• Activity: Retype, exactly as they appear below, the lines between the line holding "(Self::Error, true) =>" and the line holding "(Self::Debug, true) =>", both ends included.

• Records from a data collection:
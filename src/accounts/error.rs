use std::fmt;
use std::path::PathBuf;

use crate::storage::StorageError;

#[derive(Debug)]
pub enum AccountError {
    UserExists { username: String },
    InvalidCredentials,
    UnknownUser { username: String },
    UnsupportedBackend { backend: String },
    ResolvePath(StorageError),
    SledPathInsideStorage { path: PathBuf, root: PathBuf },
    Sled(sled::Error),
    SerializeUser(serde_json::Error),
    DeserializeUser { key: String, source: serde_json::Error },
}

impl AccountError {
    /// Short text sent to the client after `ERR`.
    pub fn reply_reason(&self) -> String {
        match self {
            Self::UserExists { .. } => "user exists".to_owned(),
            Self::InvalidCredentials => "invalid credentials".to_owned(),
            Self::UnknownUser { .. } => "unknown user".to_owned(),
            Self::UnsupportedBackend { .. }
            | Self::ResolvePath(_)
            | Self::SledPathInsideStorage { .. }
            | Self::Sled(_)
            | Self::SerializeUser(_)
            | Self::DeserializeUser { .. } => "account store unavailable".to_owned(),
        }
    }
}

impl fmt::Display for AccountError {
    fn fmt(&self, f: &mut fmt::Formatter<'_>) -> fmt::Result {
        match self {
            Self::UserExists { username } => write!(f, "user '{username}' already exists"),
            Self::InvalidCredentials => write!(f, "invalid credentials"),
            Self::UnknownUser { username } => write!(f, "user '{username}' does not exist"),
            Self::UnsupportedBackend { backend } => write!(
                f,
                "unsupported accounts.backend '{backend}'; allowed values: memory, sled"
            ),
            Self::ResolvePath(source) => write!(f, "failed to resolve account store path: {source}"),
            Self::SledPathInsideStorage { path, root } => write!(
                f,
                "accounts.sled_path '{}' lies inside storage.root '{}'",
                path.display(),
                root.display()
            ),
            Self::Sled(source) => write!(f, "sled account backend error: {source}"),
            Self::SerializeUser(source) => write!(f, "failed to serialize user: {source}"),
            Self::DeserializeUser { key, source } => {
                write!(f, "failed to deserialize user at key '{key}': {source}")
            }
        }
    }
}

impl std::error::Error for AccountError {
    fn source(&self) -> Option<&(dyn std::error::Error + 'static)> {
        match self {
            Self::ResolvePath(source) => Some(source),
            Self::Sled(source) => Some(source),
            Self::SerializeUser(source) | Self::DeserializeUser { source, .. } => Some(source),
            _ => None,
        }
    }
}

...

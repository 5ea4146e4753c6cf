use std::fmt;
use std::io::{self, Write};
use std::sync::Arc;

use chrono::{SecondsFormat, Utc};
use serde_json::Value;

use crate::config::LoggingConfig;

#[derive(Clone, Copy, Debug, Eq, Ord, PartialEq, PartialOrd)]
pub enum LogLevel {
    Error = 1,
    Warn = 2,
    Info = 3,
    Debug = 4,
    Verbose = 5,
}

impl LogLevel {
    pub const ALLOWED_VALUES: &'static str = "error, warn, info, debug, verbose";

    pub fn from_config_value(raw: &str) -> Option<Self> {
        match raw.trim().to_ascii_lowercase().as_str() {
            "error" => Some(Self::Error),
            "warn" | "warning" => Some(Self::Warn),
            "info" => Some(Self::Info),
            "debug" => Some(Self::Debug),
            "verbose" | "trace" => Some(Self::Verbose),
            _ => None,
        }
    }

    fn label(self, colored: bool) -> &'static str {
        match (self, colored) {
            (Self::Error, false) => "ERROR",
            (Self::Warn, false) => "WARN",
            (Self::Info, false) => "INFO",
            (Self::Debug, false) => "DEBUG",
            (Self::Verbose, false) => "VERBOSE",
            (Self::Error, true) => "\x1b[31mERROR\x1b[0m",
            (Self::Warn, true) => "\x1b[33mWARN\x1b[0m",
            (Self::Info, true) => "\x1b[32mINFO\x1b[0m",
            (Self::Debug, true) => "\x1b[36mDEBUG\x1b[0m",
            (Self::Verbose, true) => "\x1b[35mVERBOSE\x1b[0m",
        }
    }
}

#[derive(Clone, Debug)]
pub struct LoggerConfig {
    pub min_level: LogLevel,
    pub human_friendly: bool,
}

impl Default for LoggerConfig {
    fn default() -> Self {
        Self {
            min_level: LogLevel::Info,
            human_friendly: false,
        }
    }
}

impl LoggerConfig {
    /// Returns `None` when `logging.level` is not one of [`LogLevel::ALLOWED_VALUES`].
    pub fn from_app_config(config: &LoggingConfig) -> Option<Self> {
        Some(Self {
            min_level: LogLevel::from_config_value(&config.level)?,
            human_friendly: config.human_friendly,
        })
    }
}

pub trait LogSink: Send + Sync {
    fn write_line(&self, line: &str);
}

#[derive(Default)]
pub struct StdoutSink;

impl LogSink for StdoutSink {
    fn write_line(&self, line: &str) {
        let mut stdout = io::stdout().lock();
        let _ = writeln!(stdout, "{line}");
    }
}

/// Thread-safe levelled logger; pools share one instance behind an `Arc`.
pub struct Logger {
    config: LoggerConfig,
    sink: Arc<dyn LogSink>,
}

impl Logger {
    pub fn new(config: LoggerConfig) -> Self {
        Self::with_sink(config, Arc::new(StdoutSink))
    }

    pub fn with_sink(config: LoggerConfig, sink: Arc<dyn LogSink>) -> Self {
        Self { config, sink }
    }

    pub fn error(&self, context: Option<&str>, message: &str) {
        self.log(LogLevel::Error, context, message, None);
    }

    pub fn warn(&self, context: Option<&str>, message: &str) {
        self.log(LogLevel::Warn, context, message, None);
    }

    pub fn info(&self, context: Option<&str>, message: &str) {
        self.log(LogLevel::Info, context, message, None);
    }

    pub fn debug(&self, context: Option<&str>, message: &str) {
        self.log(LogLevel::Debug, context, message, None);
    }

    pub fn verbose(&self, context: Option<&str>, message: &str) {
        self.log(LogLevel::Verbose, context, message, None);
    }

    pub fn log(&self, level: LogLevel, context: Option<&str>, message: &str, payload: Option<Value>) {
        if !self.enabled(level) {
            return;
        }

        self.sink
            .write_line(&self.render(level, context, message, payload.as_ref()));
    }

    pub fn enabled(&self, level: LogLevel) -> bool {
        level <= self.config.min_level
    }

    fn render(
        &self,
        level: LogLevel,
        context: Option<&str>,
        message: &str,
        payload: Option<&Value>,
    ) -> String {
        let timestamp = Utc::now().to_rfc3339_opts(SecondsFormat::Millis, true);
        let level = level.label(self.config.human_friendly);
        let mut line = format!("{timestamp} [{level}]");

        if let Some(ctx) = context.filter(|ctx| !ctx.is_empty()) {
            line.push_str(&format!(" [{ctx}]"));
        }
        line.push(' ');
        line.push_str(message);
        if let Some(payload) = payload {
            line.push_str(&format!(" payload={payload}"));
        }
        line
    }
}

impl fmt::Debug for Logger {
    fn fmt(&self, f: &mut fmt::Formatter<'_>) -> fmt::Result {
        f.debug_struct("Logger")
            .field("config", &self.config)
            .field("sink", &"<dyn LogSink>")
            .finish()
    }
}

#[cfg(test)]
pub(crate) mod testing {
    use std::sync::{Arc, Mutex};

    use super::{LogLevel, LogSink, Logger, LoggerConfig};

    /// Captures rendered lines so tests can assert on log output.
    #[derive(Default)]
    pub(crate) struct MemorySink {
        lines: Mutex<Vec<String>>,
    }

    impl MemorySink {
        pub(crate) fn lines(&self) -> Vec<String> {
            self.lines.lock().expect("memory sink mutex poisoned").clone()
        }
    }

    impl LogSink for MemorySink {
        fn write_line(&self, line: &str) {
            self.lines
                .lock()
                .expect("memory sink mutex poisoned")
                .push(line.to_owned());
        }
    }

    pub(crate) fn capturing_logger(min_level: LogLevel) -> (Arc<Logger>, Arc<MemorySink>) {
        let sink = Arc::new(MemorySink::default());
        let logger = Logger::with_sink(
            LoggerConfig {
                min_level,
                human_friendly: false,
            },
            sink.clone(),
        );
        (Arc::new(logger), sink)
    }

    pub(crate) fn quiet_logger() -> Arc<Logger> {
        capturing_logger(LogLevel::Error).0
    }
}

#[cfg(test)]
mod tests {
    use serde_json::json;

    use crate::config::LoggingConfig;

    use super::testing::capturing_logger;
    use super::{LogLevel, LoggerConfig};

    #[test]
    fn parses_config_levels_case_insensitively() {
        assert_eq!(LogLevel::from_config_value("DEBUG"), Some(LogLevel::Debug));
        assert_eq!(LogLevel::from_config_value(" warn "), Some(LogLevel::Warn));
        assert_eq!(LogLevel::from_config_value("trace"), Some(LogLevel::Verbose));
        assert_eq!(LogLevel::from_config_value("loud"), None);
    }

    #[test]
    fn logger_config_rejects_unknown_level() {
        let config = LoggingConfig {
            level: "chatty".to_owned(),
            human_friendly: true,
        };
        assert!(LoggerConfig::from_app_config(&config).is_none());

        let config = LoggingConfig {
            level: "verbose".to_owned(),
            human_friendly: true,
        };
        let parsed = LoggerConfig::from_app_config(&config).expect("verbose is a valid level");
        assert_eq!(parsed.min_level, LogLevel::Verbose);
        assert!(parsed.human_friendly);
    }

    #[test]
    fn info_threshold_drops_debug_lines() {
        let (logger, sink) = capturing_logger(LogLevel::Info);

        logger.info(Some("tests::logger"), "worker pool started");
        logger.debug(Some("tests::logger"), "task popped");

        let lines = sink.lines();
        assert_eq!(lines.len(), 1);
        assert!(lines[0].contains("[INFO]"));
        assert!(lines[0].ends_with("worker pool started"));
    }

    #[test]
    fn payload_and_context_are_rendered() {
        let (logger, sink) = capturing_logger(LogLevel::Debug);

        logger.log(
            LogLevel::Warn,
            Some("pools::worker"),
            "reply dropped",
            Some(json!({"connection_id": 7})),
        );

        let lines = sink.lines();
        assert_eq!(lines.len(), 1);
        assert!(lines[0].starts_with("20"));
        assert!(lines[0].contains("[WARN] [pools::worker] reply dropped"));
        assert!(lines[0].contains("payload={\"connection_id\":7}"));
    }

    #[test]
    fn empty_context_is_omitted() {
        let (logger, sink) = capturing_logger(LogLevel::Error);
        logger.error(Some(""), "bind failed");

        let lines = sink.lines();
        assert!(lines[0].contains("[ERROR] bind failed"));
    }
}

• Answer to this problem:
            (Self::Error, true) => "\x1b[31mERROR\x1b[0m",
            (Self::Warn, true) => "\x1b[33mWARN\x1b[0m",
            (Self::Info, true) => "\x1b[32mINFO\x1b[0m",
            (Self::Debug, true) => "\x1b[36mDEBUG\x1b[0m",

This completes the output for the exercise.